[EXCERPTED RECORDS Boundary: Start]

impl<T: 'static> Drive<T> {
    fn with_build(binding: TargetBinding<T>, build: BuildFn<T>) -> Self {
        Self {
            binding,
            build,
            name: None,
            tag: String::new(),
            policy: ConflictPolicy::default(),
            delay: 0.0,
            duration: f64::INFINITY,
            time_scale: None,
            clamp: (f64::NEG_INFINITY, f64::INFINITY),
            ease: Ease::default(),
            loop_mode: LoopMode::Once,
            loop_budget: 1.0,
            callbacks: DriverCallbacks::default(),
        }
    }

    /// Identity transform: target := drive value each tick.
    pub fn direct(binding: TargetBinding<T>, mut source: impl FnMut() -> T + 'static) -> Self {
        Self::with_build(
            binding,
            Box::new(move |registry, _| {
                resolve_ops::<T>(registry)?;
                Ok(Transform::Direct {
                    source: Box::new(move || source()),
                })
            }),
        )
    }

    /// Duration-based tween from `from` to `to` over `duration_secs` per
    /// cycle.
    pub fn tween(binding: TargetBinding<T>, from: T, to: T, duration_secs: f64) -> Self {
        Self::with_build(
            binding,
            Box::new(move |registry, cfg| {
                let ops = resolve_ops::<T>(registry)?;
                Ok(Transform::Tween {
                    cycle_duration: sanitize_duration(duration_secs),
                    loops: LoopState::new(cfg.loop_mode, cfg.loop_budget),
                    pipe: PercentPipe::new(
                        PercentTarget::TwoPoint { from, to, ops },
                        cfg.clamp,
                        cfg.ease,
                    ),
                })
            }),
        )
    }

    /// Duration-based tween along `path`; needs a coordinate adapter for `T`.
    pub fn tween_path(
        binding: TargetBinding<T>,
        path: impl PathSample + 'static,
        duration_secs: f64,
    ) -> Self {
        Self::with_build(
            binding,
            Box::new(move |registry, cfg| {
                let coord = resolve_coord::<T>(registry)?;
                Ok(Transform::Tween {
                    cycle_duration: sanitize_duration(duration_secs),
                    loops: LoopState::new(cfg.loop_mode, cfg.loop_budget),
                    pipe: PercentPipe::new(
                        PercentTarget::Path {
                            path: Box::new(path),
                            coord,
                        },
                        cfg.clamp,
                        cfg.ease,
                    ),
                })
            }),
        )
    }

    /// Percent-mapped transform: the drive value's position between
    /// `map_from` and `map_to` selects the point between `from` and `to`.
    pub fn mapped<D: 'static>(
        binding: TargetBinding<T>,
        mut source: impl FnMut() -> D + 'static,
        map_from: D,
        map_to: D,
        from: T,
        to: T,
    ) -> Self {
        Self::with_build(
            binding,
            Box::new(move |registry, cfg| {
                let drive_ops = resolve_ops::<D>(registry)?;
                let ops = resolve_ops::<T>(registry)?;
                let inverse = Arc::clone(&drive_ops.inverse_lerp);
                Ok(Transform::Mapped {
                    drive_pct: Box::new(move || inverse(&map_from, &map_to, &source())),
                    pipe: PercentPipe::new(
                        PercentTarget::TwoPoint { from, to, ops },
                        cfg.clamp,
                        cfg.ease,
                    ),
                })
            }),
        )
    }

    /// Percent-mapped transform resolving along `path`.
    pub fn mapped_path<D: 'static>(
        binding: TargetBinding<T>,
        mut source: impl FnMut() -> D + 'static,
        map_from: D,
        map_to: D,
        path: impl PathSample + 'static,
    ) -> Self {
        Self::with_build(
            binding,
            Box::new(move |registry, cfg| {
                let drive_ops = resolve_ops::<D>(registry)?;
                let coord = resolve_coord::<T>(registry)?;
                let inverse = Arc::clone(&drive_ops.inverse_lerp);
                Ok(Transform::Mapped {
                    drive_pct: Box::new(move || inverse(&map_from, &map_to, &source())),
                    pipe: PercentPipe::new(
                        PercentTarget::Path {
                            path: Box::new(path),
                            coord,
                        },
                        cfg.clamp,
                        cfg.ease,
                    ),
                })
            }),
        )
    }

    /// Per-second additive nudge: target := lerp(zero, drive value, dt).
    pub fn rate(binding: TargetBinding<T>, mut source: impl FnMut() -> T + 'static) -> Self {
        Self::with_build(
            binding,
            Box::new(move |registry, _| {
                let ops = resolve_ops::<T>(registry)?;
                Ok(Transform::Rate {
                    source: Box::new(move || source()),
                    ops,
                })
            }),
        )
    }

    /// Accumulating nudge: target := acc := add(acc, lerp(zero, drive, dt)),
    /// seeded from `start` on the first tick. Needs `Clone` to emit the
    /// stored accumulator each tick.
    pub fn step(
        binding: TargetBinding<T>,
        mut source: impl FnMut() -> T + 'static,
        mut start: impl FnMut() -> T + 'static,
    ) -> Self
    where
        T: Clone,
    {
        Self::with_build(
            binding,
            Box::new(move |registry, _| {
                let ops = resolve_ops::<T>(registry)?;
                Ok(Transform::Step {
                    source: Box::new(move || source()),
                    start: Box::new(move || start()),
                    accumulator: None,
                    dup: Box::new(T::clone),
                    ops,
                })
            }),
        )
    }

    /// Distance-based traversal between `from` and `to` at the instantaneous
    /// scalar speed returned by `speed` (units per second).
    pub fn speed(
        binding: TargetBinding<T>,
        mut speed: impl FnMut() -> f64 + 'static,
        from: T,
        to: T,
    ) -> Self {
        Self::with_build(
            binding,
            Box::new(move |registry, cfg| {
                let ops = resolve_ops::<T>(registry)?;
                Ok(Transform::Speed {
                    speed: Box::new(move || speed()),
                    loops: LoopState::new(cfg.loop_mode, cfg.loop_budget),
                    pipe: PercentPipe::new(
                        PercentTarget::TwoPoint { from, to, ops },
                        cfg.clamp,
                        cfg.ease,
                    ),
                })
            }),
        )
    }

    /// Distance-based traversal along `path`.
    pub fn speed_path(
        binding: TargetBinding<T>,
        mut speed: impl FnMut() -> f64 + 'static,
        path: impl PathSample + 'static,
    ) -> Self {
        Self::with_build(
            binding,
            Box::new(move |registry, cfg| {
                let coord = resolve_coord::<T>(registry)?;
                Ok(Transform::Speed {
                    speed: Box::new(move || speed()),
                    loops: LoopState::new(cfg.loop_mode, cfg.loop_budget),
                    pipe: PercentPipe::new(
                        PercentTarget::Path {
                            path: Box::new(path),
                            coord,
                        },
                        cfg.clamp,
                        cfg.ease,
                    ),
                })
            }),
        )
    }

    /// Unique name; auto-generated when unset.
    pub fn with_name(mut self, name: impl Into<String>) -> Self {
        self.name = Some(name.into());
        self
    }

    /// Non-unique grouping tag.
    pub fn with_tag(mut self, tag: impl Into<String>) -> Self {
        self.tag = tag.into();
        self
    }

    pub fn with_policy(mut self, policy: ConflictPolicy) -> Self {
        self.policy = policy;
        self
    }

    /// Seconds to wait before the transform starts accruing time.
    pub fn with_delay(mut self, delay_secs: f64) -> Self {
        self.delay = delay_secs.max(0.0);
        self
    }

    /// Hard lifetime cap in seconds; the driver finishes when elapsed time
    /// reaches it. Open-ended by default.
    pub fn with_duration(mut self, duration_secs: f64) -> Self {
        self.duration = duration_secs;
        self
    }

    /// Local timescale multiplied into every frame delta.
    pub fn with_time_scale(mut self, scale: f64) -> Self {
        self.time_scale = Some(scale);
        self
    }

    /// Easing applied to the clamped percent.
    pub fn with_ease(mut self, ease: impl Into<Ease>) -> Self {
        self.ease = ease.into();
        self
    }

    /// Percent clamp range; unbounded by default.
    pub fn with_clamp(mut self, min: f64, max: f64) -> Self {
        self.clamp = (min, max);
        self
    }

    /// Repeat for `budget` cycles (fractional allowed, `f64::INFINITY` for
    /// endless).
    pub fn loop_repeat(mut self, budget: f64) -> Self {
        self.loop_mode = LoopMode::Repeat;
        self.loop_budget = budget;
        self
    }

    /// Ping-pong for `budget` cycles (fractional allowed).
    pub fn loop_pingpong(mut self, budget: f64) -> Self {
        self.loop_mode = LoopMode::PingPong;
        self.loop_budget = budget;
        self
    }

    pub fn on_start(mut self, f: impl FnMut() + 'static) -> Self {
        self.callbacks.on_start = Some(Box::new(f));
        self
    }

    pub fn on_after_delay(mut self, f: impl FnMut() + 'static) -> Self {
        self.callbacks.on_after_delay = Some(Box::new(f));
        self
    }

    pub fn before_step(mut self, f: impl FnMut() + 'static) -> Self {
        self.callbacks.before_step = Some(Box::new(f));
        self
    }

    pub fn after_step(mut self, f: impl FnMut() + 'static) -> Self {
        self.callbacks.after_step = Some(Box::new(f));
        self
    }

    pub fn on_finish(mut self, f: impl FnMut() + 'static) -> Self {
        self.callbacks.on_finish = Some(Box::new(f));
        self
    }

    pub fn on_cancel(mut self, f: impl FnMut() + 'static) -> Self {
        self.callbacks.on_cancel = Some(Box::new(f));
        self
    }

    pub fn on_cycle(mut self, f: impl FnMut() + 'static) -> Self {
        self.callbacks.on_cycle = Some(Box::new(f));
        self
    }

    pub fn on_forward_complete(mut self, f: impl FnMut() + 'static) -> Self {
        self.callbacks.on_forward_complete = Some(Box::new(f));
        self
    }

    pub fn on_backward_complete(mut self, f: impl FnMut() + 'static) -> Self {
        self.callbacks.on_backward_complete = Some(Box::new(f));
        self
    }

    /// Resolve against the registry into a runnable driver. A failed
    /// resolution (unregistered type, missing coordinate adapter) is logged
    /// and yields a destroy-pending driver that the scheduler discards
    /// without callbacks.
    pub(crate) fn into_driver(
        self,
        id: DriverId,
        registry: &AdapterRegistry,
        debug_trace: bool,
    ) -> Driver<T> {
        let cfg = TransformCfg {
            clamp: self.clamp,
            ease: self.ease,
            loop_mode: self.loop_mode,
            loop_budget: self.loop_budget,
        };
        let transform = match (self.build)(registry, cfg) {
            Ok(transform) => Some(transform),
            Err(reason) => {
                log::error!("driver cannot be built: {reason}; it will be discarded");
                None
            }
        };
        let name = self
            .name
            .unwrap_or_else(|| format!("driver-{}", uuid::Uuid::new_v4()));
        let status = DriverStatus {
            started: true,
            destroy_pending: transform.is_none() || self.binding.broken,
            ..DriverStatus::default()
        };
        Driver {
            id,
            name,
            tag: self.tag,
            domain: self.binding.domain,
            policy: self.policy,
            setter: self.binding.setter,
            status,
            elapsed: 0.0,
            delay_remaining: self.delay,
            duration: self.duration,
            pause_remaining: None,
            time_scale: self.time_scale.unwrap_or(1.0),
            time_scale_enabled: self.time_scale.is_some(),
            after_delay_fired: self.delay <= 0.0,
            debug_trace,
            callbacks: self.callbacks,
            transform,
        }
    }
}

[EXCERPTED RECORDS Boundary: End]

WORK REQUIRED:
Throughout the data above, find each line that includes the string "allowed"; state only how many there are.

TASK SOLUTION:
2